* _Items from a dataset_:
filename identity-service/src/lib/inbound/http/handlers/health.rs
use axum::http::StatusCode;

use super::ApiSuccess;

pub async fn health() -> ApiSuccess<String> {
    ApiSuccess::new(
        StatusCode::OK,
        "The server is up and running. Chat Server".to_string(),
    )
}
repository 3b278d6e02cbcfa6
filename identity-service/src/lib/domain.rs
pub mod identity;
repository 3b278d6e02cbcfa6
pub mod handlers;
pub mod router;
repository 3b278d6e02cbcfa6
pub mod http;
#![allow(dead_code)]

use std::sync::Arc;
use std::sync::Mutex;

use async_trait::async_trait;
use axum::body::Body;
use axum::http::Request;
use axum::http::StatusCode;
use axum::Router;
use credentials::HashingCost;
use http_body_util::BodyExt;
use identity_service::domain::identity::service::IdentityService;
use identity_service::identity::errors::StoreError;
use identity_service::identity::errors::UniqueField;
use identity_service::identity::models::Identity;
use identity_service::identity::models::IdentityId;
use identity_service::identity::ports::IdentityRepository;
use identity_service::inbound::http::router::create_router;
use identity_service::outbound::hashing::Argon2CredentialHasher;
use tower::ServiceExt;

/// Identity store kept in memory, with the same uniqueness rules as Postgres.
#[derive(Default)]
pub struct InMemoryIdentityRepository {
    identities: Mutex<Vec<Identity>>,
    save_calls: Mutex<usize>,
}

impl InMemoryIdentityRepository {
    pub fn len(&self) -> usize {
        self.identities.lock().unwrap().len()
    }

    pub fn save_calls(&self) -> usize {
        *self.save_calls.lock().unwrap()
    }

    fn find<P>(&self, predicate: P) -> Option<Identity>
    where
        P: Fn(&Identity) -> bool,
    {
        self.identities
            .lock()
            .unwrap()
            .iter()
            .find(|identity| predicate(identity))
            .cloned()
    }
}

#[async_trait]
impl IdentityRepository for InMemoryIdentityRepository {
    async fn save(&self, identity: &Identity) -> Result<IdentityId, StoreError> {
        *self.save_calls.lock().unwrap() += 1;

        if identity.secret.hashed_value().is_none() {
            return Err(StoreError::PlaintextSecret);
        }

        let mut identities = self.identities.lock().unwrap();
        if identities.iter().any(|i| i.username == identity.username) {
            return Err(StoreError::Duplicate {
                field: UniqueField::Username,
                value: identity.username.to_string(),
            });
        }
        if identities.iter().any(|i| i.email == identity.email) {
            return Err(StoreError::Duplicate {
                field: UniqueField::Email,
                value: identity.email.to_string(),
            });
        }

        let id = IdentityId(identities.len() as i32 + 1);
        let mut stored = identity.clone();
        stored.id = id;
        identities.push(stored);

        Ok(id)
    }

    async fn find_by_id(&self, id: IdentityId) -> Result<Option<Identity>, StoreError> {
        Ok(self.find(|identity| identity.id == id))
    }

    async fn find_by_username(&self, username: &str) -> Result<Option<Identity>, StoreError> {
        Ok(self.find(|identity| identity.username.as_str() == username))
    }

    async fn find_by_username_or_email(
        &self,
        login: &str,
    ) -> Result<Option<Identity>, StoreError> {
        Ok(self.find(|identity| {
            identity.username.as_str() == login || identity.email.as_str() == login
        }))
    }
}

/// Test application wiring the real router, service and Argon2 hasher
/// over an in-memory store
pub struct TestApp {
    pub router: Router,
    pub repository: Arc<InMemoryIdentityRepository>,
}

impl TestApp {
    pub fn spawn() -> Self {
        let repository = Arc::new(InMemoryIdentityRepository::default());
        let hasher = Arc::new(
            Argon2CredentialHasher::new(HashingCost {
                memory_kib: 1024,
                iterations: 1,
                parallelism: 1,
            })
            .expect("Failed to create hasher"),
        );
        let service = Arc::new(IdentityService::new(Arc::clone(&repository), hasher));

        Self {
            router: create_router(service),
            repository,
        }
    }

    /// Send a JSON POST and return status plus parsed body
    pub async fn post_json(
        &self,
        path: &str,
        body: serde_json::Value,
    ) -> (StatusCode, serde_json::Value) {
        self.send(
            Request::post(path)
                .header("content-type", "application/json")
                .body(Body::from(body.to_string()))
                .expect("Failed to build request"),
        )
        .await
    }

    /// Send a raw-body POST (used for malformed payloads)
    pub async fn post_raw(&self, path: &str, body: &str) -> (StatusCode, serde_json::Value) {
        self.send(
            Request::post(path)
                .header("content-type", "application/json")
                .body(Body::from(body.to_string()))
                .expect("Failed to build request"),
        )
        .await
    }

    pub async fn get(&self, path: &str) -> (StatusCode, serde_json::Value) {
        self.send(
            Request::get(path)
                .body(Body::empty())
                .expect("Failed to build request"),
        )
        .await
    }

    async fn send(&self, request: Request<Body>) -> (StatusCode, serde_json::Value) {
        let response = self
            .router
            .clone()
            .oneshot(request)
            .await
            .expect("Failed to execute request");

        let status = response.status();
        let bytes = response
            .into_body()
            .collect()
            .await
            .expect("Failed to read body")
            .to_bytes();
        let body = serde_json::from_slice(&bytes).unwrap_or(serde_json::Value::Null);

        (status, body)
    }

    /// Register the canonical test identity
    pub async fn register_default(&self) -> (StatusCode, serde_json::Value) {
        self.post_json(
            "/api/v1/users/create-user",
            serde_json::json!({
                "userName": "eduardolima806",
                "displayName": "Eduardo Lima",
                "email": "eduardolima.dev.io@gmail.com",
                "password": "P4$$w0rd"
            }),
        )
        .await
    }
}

* _Work instructions_: Locate the word "stored" in the entries, and copy every line where it is found.

* _Solution to this problem_:
        let mut stored = identity.clone();
        stored.id = id;
        identities.push(stored);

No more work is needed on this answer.